Brookhaven’s world-class research facilities and scientific departments attract resident and visiting scientists in many fields. This outstanding mix of machine- and mind-power has on seven occasions produced research deemed worthy of the greatest honor in science: the Nobel Prize.
- 2009 Nobel Prize in Chemistry – for producing atomic-level images at Brookhaven’s National Synchrotron Light Source (NSLS) and other synchrotrons that helped reveal the structure and inner-workings of the ribosome, a cellular complex responsible for producing the thousands of proteins that are required for living cells.
- 2003 Nobel Prize in Chemistry - for work done in part at the NSLS explaining how a class of proteins helps to generate nerve impulses – a process that underlies all movement, sensation, and perhaps even thought.
- 2002 Nobel Prize in Physics – for detecting solar neutrinos, ghostlike particles produced in the nuclear reactions that power the sun.
- 1988 Nobel Prize in Physics – for the 1962 discovery of the muon-neutrino.
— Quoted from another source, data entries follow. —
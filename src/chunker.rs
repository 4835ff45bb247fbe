//! Split long-form text into overlapping chunks by line, targeting a
//! character budget.
//!
//! Chunk identity is deterministic: re-chunking identical content for the
//! same path yields byte-identical ids, which makes re-indexing idempotent.

use crate::hash::{fnv1a_64, sha256_hex};

/// A chunk produced by the chunker. Line numbers are 1-based and inclusive.
#[derive(Debug, Clone, PartialEq, Eq)]
pub struct Chunk {
    pub id: String,
    pub text: String,
    pub start_line: usize,
    pub end_line: usize,
    /// SHA-256 of the chunk text.
    pub hash: String,
}

/// Derive the stable chunk id from its addressing tuple.
fn chunk_id(path: &str, start_line: usize, end_line: usize, content_hash: &str) -> String {
    format!(
        "{:016x}",
        fnv1a_64(&format!("{path}:{start_line}:{end_line}:{content_hash}"))
    )
}

/// Split `text` into chunks of approximately `target_chars` characters with
/// up to `overlap_chars` of trailing context carried into the next chunk.
///
/// Lines are never split mid-line; every line of the input is covered by at
/// least one chunk. The next window always starts strictly after the
/// previous one, so chunking terminates even when a single line exceeds the
/// whole target budget.
pub fn chunk_text(
    text: &str,
    path: &str,
    target_chars: usize,
    overlap_chars: usize,
) -> Vec<Chunk> {
    if text.is_empty() || target_chars == 0 {
        return vec![];
    }

    let lines: Vec<&str> = text.lines().collect();
    if lines.is_empty() {
        return vec![];
    }

    // Line cost includes the separator the line carried in the source.
    let line_chars: Vec<usize> = lines.iter().map(|l| l.chars().count() + 1).collect();

    let mut chunks = Vec::new();
    let mut start = 0;

    while start < lines.len() {
        let mut end = start;
        let mut chars = 0;

        // Accumulate lines until the budget is reached. Always take at least
        // one line, even when it alone exceeds the budget.
        while end < lines.len() {
            if chars + line_chars[end] > target_chars && end > start {
                break;
            }
            chars += line_chars[end];
            end += 1;
        }

        let chunk_text: String = lines[start..end].join("\n");
        let hash = sha256_hex(&chunk_text);
        chunks.push(Chunk {
            id: chunk_id(path, start + 1, end, &hash),
            text: chunk_text,
            start_line: start + 1,
            end_line: end,
            hash,
        });

        if end >= lines.len() {
            break;
        }

        // Walk back whole lines that fit within the overlap budget, then
        // clamp so the next window starts strictly after this one.
        let mut overlap_start = end;
        let mut acc = 0;
        while overlap_start > start {
            let cost = line_chars[overlap_start - 1];
            if acc + cost > overlap_chars {
                break;
            }
            acc += cost;
            overlap_start -= 1;
        }
        start = overlap_start.max(start + 1);
    }

    chunks
}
The discovery was made at Brookhaven’s Alternating Gradient Synchrotron (AGS), the most powerful accelerator in the world at that time.
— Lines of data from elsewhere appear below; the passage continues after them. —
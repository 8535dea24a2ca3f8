//! Run configuration: one deserializable document validated into typed
//! engine inputs.
//!
//! Configuration problems are fatal and surface here, before any candidate
//! is ingested or any search starts.

use std::collections::BTreeMap;
use std::time::Duration;

use serde::Deserialize;
use thiserror::Error;

use crate::candidate::{CandidateRecord, CandidateTable, IngestError, IngestPolicy};
use crate::feasibility::{ChainPolicy, Feasibility};
use crate::fleet::Fleet;
use crate::grid::{Slot, TimeGrid};
use crate::network::{DurationBand, Location, Network, NetworkError};
use crate::report::{render, ItineraryEntry};
use crate::solver::{solve, Plan, SolveError, SolveOptions};

#[derive(Debug, Error)]
pub enum ConfigError {
    #[error("min_trips {min} exceeds max_trips {max}")]
    TripBoundsReversed { min: usize, max: usize },
    #[error("max_trips must be at least 1")]
    ZeroMaxTrips,
    #[error("slots_per_day and slot_minutes must be positive")]
    EmptyGrid,
    #[error("horizon must cover at least one day")]
    EmptyHorizon,
    #[error("earliest departure slot {slot} is outside the {slots_per_day}-slot day")]
    EarliestDepartureOutOfDay { slot: Slot, slots_per_day: u32 },
    #[error("day start minute {minute} is outside the day")]
    DayStartOutOfDay { minute: u32 },
    #[error("route {route} needs a uniform duration or bands, not both")]
    ConflictingDuration { route: String },
    #[error("route {route} has neither a uniform duration nor bands")]
    MissingDuration { route: String },
    #[error("fleet anchors reference unknown location {0}")]
    UnknownAnchor(String),
    #[error("fleet has no vehicles")]
    EmptyFleet,
    #[error(transparent)]
    Network(#[from] NetworkError),
}

/// One route entry of the configuration document. Exactly one of
/// `duration` (uniform) or `bands` (step function) must be given.
#[derive(Debug, Clone, Deserialize)]
pub struct RouteConfig {
    pub origin: String,
    pub destination: String,
    #[serde(default)]
    pub duration: Option<u32>,
    #[serde(default)]
    pub bands: Vec<BandConfig>,
}

#[derive(Debug, Clone, Copy, Deserialize)]
pub struct BandConfig {
    pub from: Slot,
    pub to: Slot,
    pub duration: u32,
}

/// Whole-run configuration in its external form.
#[derive(Debug, Clone, Deserialize)]
pub struct PlannerConfig {
    #[serde(default = "default_slot_minutes")]
    pub slot_minutes: u32,
    #[serde(default = "default_slots_per_day")]
    pub slots_per_day: u32,
    #[serde(default = "default_horizon_days")]
    pub horizon_days: u32,
    #[serde(default)]
    pub day_start_minute: u32,
    #[serde(default)]
    pub earliest_departure_slot: Slot,

    /// Initial vehicle counts per anchor location.
    pub fleet: BTreeMap<String, u32>,
    /// Minimum turnaround per location, in slots.
    #[serde(default)]
    pub layover: BTreeMap<String, u32>,
    pub routes: Vec<RouteConfig>,

    #[serde(default = "default_min_trips")]
    pub min_trips: usize,
    #[serde(default = "default_max_trips")]
    pub max_trips: usize,
    #[serde(default = "default_true")]
    pub slot_uniqueness: bool,
    #[serde(default)]
    pub min_gap: Option<u32>,
    #[serde(default)]
    pub max_chain_span: Option<u32>,
    #[serde(default)]
    pub value_threshold: Option<f64>,
    #[serde(default)]
    pub wrap_horizon: bool,
    #[serde(default)]
    pub require_all_vehicles: bool,
    #[serde(default = "default_budget_ms")]
    pub time_budget_ms: u64,
    #[serde(default)]
    pub parallel: bool,
    #[serde(default)]
    pub ingest_policy: IngestPolicy,
}

fn default_slot_minutes() -> u32 {
    30
}

fn default_slots_per_day() -> u32 {
    48
}

fn default_horizon_days() -> u32 {
    1
}

fn default_min_trips() -> usize {
    2
}

fn default_max_trips() -> usize {
    3
}

fn default_true() -> bool {
    true
}

fn default_budget_ms() -> u64 {
    60_000
}

impl PlannerConfig {
    /// Validates the document and builds the typed engine inputs.
    pub fn build(&self) -> Result<Instance, ConfigError> {
        if self.slots_per_day == 0 || self.slot_minutes == 0 {
            return Err(ConfigError::EmptyGrid);
        }
        if self.horizon_days == 0 {
            return Err(ConfigError::EmptyHorizon);
        }
        if self.earliest_departure_slot >= self.slots_per_day {
            return Err(ConfigError::EarliestDepartureOutOfDay {
                slot: self.earliest_departure_slot,
                slots_per_day: self.slots_per_day,
            });
        }
        if self.day_start_minute >= 24 * 60 {
            return Err(ConfigError::DayStartOutOfDay {
                minute: self.day_start_minute,
            });
        }

        let grid = TimeGrid::new(self.slots_per_day, self.horizon_days)
            .with_slot_minutes(self.slot_minutes)
            .with_day_start_minute(self.day_start_minute)
            .with_earliest_departure(self.earliest_departure_slot);

        let mut builder = Network::builder(self.slots_per_day);
        for route in &self.routes {
            let name = format!("{}-{}", route.origin, route.destination);
            match (route.duration, route.bands.is_empty()) {
                (Some(slots), true) => {
                    builder = builder.route(route.origin.as_str(), route.destination.as_str(), slots);
                }
                (None, false) => {
                    let bands = route
                        .bands
                        .iter()
                        .map(|b| DurationBand {
                            from: b.from,
                            to: b.to,
                            slots: b.duration,
                        })
                        .collect();
                    builder = builder.banded_route(
                        route.origin.as_str(),
                        route.destination.as_str(),
                        bands,
                    );
                }
                (Some(_), false) => {
                    return Err(ConfigError::ConflictingDuration { route: name });
                }
                (None, true) => {
                    return Err(ConfigError::MissingDuration { route: name });
                }
            }
        }
        for (location, slots) in &self.layover {
            builder = builder.layover(location.as_str(), *slots);
        }
        let network = builder.build()?;

        if self.fleet.values().all(|&count| count == 0) {
            return Err(ConfigError::EmptyFleet);
        }
        for location in self.fleet.keys() {
            if !network.has_location(&Location::new(location.clone())) {
                return Err(ConfigError::UnknownAnchor(location.clone()));
            }
        }
        let fleet = Fleet::from_anchors(
            self.fleet
                .iter()
                .map(|(location, count)| (Location::new(location.clone()), *count)),
        );

        let options = SolveOptions {
            min_trips: self.min_trips,
            max_trips: self.max_trips,
            slot_uniqueness: self.slot_uniqueness,
            min_gap: self.min_gap,
            require_all_vehicles: self.require_all_vehicles,
            time_budget: Duration::from_millis(self.time_budget_ms),
            parallel: self.parallel,
        };
        options.validate()?;

        Ok(Instance {
            grid,
            network,
            fleet,
            options,
            chain_policy: ChainPolicy {
                wrap_horizon: self.wrap_horizon,
                max_chain_span: self.max_chain_span,
            },
            ingest_policy: self.ingest_policy,
            value_threshold: self.value_threshold,
        })
    }
}

/// Validated engine inputs for one run.
#[derive(Debug, Clone)]
pub struct Instance {
    pub grid: TimeGrid,
    pub network: Network,
    pub fleet: Fleet,
    pub options: SolveOptions,
    pub chain_policy: ChainPolicy,
    pub ingest_policy: IngestPolicy,
    pub value_threshold: Option<f64>,
}

impl Instance {
    /// Resolves external candidate records under this instance's policy.
    pub fn ingest(&self, records: &[CandidateRecord]) -> Result<CandidateTable, IngestError> {
        CandidateTable::from_records(
            records,
            &self.grid,
            &self.network,
            self.ingest_policy,
            self.value_threshold,
        )
    }

    /// Runs the optimizer against this instance's fleet and rules.
    pub fn solve(&self, table: &CandidateTable) -> Result<Plan, SolveError> {
        let rules = Feasibility::new(&self.grid, &self.network, self.chain_policy);
        solve(&self.fleet, table, &rules, &self.options)
    }

    /// Commits a plan to a copy of the fleet and renders its itinerary.
    pub fn realize(
        &self,
        plan: &Plan,
        table: &CandidateTable,
    ) -> Result<Vec<ItineraryEntry>, NetworkError> {
        let mut fleet = self.fleet.clone();
        fleet.commit(&plan.assignment, table, &self.network)?;
        Ok(render(&fleet, &self.grid))
    }
}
- 1980 Nobel Prize in Physics – for the mid-1960s discovery at the AGS of a flaw in the idea that the universe is symmetrical, until then a central belief of physics. The discovery is known as “CP violation”.
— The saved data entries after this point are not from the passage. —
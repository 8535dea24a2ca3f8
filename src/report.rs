//! Itinerary projection of a committed fleet schedule.
//!
//! A pure read of fleet state into per-vehicle chronological entries with
//! wall-clock times. Printing or persisting the itinerary is the caller's
//! business.

use serde::Serialize;

use crate::fleet::{Fleet, VehicleId};
use crate::grid::{Slot, SlotTime, TimeGrid};
use crate::network::Route;

/// One trip of one vehicle, ready for display or export.
#[derive(Debug, Clone, PartialEq, Serialize)]
pub struct ItineraryEntry {
    pub vehicle: VehicleId,
    pub route: Route,
    pub departure_slot: Slot,
    pub arrival_slot: Slot,
    pub departure: SlotTime,
    pub arrival: SlotTime,
    pub value: f64,
}

impl ItineraryEntry {
    /// One-line rendering, e.g.
    /// `bus 0  A-B  depart Monday 05:30 AM  arrive Monday 01:30 PM  value 0.820`.
    pub fn describe(&self, grid: &TimeGrid) -> String {
        format!(
            "bus {}  {}  depart {}  arrive {}  value {:.3}",
            self.vehicle,
            self.route,
            grid.describe(self.departure_slot),
            grid.describe(self.arrival_slot % grid.slot_count().max(1)),
            self.value,
        )
    }
}

/// Projects committed trips into entries ordered by vehicle id, then
/// departure slot. Arrivals past the horizon wrap for display.
pub fn render(fleet: &Fleet, grid: &TimeGrid) -> Vec<ItineraryEntry> {
    let slot_count = grid.slot_count().max(1);
    let mut entries = Vec::new();
    for vehicle in fleet.vehicles() {
        for trip in vehicle.trips() {
            entries.push(ItineraryEntry {
                vehicle: vehicle.id(),
                route: trip.route.clone(),
                departure_slot: trip.departure,
                arrival_slot: trip.arrival,
                departure: grid.slot_to_time(trip.departure),
                arrival: grid.slot_to_time(trip.arrival % slot_count),
                value: trip.value,
            });
        }
    }
    entries
}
- 1976 Nobel Prize in Physics – for the discovery of a new particle, the J/psi, and for confirming the existence of the charmed quark, both at the AGS.
- 1957 Nobel Prize in Physics – for interpreting results of particle experiments at Brookhaven’s Cosmotron and discovering that the fundamental and supposedly absolute law of parity conservation had been violated.
Brookhaven has connections to nine additional Nobel Prizes awarded to others who at one time were at Brookhaven. Whether as summer students, visiting scientists, or special guests, the eventual Nobel Laureates spent time at Brookhaven and contributed to our vast scientific expertise through collaboration, training, and the sharing of ideas.